┌──

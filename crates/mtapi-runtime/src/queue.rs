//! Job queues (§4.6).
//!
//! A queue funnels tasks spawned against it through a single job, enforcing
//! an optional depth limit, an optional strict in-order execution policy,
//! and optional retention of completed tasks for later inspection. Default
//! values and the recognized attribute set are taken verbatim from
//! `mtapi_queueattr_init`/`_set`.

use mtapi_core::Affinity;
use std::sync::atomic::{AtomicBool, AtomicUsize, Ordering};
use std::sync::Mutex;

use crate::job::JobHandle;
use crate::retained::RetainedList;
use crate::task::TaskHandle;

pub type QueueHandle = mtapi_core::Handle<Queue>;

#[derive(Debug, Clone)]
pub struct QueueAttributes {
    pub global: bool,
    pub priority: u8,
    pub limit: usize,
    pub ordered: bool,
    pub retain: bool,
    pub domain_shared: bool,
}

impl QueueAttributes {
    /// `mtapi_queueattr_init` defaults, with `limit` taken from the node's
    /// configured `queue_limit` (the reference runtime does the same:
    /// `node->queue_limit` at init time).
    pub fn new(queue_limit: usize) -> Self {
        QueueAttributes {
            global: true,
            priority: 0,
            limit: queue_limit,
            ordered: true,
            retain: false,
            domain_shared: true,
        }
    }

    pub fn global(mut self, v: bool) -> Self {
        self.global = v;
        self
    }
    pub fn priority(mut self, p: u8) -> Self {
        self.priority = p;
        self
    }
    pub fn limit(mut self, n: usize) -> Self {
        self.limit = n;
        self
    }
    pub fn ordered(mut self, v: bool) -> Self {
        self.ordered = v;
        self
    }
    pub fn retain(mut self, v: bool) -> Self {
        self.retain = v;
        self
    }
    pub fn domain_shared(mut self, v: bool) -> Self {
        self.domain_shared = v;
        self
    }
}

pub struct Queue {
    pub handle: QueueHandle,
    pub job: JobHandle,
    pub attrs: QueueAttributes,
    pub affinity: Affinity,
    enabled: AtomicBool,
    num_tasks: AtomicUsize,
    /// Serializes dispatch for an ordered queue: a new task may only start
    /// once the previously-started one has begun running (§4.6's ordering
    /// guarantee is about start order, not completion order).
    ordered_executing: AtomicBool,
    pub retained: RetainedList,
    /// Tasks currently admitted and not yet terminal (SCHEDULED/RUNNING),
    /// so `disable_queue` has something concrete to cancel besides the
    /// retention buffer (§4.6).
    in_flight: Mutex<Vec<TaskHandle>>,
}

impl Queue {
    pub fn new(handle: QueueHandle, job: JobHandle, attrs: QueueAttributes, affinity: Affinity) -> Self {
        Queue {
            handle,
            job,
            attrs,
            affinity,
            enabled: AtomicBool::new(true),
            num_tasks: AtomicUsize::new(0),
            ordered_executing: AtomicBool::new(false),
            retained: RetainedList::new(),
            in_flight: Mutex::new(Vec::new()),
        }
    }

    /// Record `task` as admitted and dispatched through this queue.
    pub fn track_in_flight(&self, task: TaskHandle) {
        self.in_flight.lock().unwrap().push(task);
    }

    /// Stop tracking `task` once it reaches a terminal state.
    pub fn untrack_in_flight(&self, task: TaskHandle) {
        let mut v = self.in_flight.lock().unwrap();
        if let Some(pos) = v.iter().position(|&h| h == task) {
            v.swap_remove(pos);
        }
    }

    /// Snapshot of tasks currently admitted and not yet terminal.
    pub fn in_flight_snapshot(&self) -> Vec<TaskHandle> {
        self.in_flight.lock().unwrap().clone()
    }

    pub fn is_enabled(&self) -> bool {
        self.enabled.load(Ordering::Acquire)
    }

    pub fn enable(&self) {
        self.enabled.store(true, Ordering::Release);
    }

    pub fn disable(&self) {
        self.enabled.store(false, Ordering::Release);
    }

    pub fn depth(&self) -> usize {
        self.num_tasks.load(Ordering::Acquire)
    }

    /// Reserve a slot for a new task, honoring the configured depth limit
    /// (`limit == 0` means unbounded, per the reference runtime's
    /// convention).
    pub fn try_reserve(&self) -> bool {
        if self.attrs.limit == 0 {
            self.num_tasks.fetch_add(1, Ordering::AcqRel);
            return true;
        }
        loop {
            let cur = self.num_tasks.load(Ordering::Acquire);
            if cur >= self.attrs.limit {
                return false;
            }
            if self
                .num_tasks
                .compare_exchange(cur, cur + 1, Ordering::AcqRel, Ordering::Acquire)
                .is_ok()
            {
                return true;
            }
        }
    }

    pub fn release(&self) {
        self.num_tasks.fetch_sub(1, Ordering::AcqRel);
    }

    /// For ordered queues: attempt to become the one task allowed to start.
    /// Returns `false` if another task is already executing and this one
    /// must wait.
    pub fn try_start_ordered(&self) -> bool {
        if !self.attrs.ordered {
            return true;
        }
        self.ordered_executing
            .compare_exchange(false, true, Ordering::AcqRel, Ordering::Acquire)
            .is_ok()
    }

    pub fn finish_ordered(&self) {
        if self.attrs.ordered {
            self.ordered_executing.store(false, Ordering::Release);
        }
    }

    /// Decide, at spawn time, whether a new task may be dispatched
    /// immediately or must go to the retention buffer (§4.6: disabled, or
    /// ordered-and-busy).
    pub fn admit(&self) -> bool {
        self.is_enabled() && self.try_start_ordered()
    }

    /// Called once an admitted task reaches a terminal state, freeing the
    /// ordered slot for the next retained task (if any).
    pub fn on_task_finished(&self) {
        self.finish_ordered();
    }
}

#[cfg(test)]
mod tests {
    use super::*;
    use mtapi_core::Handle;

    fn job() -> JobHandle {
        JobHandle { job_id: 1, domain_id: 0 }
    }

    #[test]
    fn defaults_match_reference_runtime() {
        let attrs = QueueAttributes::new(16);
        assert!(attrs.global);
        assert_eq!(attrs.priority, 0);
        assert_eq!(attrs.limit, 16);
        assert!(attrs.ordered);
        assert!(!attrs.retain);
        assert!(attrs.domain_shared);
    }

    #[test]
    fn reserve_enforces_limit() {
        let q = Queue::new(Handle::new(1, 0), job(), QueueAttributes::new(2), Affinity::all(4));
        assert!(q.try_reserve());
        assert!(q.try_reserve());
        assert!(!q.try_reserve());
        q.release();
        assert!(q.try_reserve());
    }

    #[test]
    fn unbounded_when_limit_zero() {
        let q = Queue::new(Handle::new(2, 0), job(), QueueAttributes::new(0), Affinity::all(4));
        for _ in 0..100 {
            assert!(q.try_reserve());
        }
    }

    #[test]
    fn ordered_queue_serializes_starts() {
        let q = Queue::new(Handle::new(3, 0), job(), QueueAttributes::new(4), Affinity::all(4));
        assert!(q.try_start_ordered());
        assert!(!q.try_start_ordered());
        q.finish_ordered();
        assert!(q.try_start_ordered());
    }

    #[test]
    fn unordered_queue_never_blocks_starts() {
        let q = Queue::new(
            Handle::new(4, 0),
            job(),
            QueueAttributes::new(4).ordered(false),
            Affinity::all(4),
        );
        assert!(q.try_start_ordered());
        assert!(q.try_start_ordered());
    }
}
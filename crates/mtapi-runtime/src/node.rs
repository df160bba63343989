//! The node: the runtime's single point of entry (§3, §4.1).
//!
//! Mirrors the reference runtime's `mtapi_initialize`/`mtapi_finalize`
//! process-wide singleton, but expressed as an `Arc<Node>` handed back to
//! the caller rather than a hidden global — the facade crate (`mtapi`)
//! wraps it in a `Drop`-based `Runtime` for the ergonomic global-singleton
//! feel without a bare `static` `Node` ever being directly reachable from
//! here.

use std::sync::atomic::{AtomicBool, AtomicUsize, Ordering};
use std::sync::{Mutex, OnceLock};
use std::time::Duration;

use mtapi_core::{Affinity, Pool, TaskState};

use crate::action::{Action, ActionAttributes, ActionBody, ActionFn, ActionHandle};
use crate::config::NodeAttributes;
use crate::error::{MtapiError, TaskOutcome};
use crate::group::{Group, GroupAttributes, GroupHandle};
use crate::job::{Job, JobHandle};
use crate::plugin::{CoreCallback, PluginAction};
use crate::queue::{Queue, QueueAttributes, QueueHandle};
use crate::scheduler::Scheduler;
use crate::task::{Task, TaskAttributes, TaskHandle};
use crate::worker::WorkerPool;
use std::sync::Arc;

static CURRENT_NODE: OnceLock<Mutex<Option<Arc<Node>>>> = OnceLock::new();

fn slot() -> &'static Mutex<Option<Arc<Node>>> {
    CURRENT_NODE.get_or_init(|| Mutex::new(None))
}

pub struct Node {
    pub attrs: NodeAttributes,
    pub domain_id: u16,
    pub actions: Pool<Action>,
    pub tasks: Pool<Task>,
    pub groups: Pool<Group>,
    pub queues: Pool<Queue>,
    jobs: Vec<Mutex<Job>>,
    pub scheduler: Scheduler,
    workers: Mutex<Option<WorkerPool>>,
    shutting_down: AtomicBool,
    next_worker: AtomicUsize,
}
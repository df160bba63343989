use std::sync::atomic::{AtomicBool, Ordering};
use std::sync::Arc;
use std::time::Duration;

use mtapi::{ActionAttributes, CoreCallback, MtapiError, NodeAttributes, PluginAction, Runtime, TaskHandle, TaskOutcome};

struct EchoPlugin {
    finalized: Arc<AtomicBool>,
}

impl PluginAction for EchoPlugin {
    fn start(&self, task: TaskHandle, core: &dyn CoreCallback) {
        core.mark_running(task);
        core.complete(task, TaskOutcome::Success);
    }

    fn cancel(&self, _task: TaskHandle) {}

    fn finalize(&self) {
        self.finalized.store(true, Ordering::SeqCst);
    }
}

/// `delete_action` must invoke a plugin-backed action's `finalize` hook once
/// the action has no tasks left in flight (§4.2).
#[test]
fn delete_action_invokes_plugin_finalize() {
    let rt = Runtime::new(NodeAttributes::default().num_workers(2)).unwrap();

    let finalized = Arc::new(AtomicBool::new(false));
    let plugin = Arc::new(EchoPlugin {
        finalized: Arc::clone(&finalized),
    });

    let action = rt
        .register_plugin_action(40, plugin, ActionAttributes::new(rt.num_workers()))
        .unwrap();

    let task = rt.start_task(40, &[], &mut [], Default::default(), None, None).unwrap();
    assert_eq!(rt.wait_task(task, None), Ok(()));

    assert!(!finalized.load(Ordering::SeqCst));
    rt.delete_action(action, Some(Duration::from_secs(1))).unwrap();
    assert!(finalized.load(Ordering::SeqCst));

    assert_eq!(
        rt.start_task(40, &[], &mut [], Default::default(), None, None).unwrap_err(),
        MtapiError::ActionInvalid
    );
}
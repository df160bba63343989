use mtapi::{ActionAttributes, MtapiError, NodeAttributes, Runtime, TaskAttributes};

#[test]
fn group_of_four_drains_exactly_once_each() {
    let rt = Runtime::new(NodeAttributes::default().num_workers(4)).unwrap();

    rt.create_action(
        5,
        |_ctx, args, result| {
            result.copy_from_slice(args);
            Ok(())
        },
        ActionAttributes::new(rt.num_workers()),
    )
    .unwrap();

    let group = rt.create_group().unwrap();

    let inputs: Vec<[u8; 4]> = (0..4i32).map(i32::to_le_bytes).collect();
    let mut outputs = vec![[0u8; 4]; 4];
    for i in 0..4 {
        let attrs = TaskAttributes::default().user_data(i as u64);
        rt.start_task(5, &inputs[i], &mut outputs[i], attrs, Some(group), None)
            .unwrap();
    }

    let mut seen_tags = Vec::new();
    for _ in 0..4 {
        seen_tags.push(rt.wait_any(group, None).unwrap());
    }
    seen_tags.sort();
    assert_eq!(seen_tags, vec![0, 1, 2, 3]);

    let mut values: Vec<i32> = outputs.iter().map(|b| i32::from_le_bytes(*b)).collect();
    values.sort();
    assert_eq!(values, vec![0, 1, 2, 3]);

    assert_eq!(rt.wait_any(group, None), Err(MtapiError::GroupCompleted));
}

└──

Assigned task:
Your task is to set down again, exactly, every line from the beginning of the listing through the line with "taken verbatim from".

Written answer:
filename crates/mtapi-runtime/src/queue.rs
//! Job queues (§4.6).
//!
//! A queue funnels tasks spawned against it through a single job, enforcing
//! an optional depth limit, an optional strict in-order execution policy,
//! and optional retention of completed tasks for later inspection. Default
//! values and the recognized attribute set are taken verbatim from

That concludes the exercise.